Task requirements -> All lines holding the word "учун" should be located in the records and copied.
══════
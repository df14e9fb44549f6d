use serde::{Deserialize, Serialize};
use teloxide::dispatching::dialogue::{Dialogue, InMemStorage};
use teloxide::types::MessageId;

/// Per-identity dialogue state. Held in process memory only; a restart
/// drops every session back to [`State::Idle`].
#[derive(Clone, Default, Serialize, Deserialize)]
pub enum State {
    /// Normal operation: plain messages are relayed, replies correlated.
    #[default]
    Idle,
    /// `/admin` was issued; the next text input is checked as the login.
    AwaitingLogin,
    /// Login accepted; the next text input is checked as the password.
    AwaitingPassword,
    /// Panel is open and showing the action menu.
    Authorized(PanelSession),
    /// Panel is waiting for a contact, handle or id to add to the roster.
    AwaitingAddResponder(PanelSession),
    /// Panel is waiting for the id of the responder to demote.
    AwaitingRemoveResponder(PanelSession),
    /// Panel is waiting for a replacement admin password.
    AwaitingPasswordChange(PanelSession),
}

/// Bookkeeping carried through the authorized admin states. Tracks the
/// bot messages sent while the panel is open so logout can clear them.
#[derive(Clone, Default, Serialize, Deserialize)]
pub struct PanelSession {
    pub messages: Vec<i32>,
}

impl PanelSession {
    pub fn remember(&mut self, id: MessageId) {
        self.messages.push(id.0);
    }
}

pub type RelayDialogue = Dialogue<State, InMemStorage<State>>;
══════
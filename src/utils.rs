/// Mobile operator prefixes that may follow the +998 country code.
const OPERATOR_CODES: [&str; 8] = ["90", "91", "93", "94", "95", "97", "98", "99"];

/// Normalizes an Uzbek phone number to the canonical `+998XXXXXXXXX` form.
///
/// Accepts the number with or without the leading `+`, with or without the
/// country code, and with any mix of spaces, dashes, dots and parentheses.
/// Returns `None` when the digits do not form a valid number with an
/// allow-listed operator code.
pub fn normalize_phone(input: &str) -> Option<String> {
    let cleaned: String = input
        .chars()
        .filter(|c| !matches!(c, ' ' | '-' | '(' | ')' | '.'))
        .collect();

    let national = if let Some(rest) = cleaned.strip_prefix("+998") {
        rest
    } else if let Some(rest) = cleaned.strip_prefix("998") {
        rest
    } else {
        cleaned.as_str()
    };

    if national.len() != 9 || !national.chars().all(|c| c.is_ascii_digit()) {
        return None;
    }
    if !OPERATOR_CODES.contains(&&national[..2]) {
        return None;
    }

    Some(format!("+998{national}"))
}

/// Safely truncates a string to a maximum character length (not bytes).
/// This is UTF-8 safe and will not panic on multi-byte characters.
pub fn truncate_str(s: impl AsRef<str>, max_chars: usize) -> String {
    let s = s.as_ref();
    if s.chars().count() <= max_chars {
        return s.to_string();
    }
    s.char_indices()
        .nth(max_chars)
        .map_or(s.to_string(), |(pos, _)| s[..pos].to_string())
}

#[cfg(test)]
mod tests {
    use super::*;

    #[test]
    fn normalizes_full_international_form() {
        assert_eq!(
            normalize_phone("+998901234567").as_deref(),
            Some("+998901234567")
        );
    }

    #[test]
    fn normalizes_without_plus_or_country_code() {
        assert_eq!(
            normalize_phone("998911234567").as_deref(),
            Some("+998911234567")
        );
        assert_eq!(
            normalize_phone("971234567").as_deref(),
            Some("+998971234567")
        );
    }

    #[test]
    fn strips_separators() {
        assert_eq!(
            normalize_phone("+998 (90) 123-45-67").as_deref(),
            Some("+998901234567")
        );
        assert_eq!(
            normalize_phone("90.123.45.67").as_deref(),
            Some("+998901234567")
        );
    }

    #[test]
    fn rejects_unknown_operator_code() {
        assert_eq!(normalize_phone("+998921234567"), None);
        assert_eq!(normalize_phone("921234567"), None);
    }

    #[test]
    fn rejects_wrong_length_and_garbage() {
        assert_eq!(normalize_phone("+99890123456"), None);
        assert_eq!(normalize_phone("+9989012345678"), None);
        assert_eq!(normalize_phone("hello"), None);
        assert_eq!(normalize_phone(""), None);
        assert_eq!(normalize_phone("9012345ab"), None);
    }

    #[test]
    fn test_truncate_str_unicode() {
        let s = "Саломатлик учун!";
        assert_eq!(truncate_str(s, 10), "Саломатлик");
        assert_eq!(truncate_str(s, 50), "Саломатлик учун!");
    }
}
══════
Result ->
        let s = "Саломатлик учун!";
        assert_eq!(truncate_str(s, 50), "Саломатлик учун!");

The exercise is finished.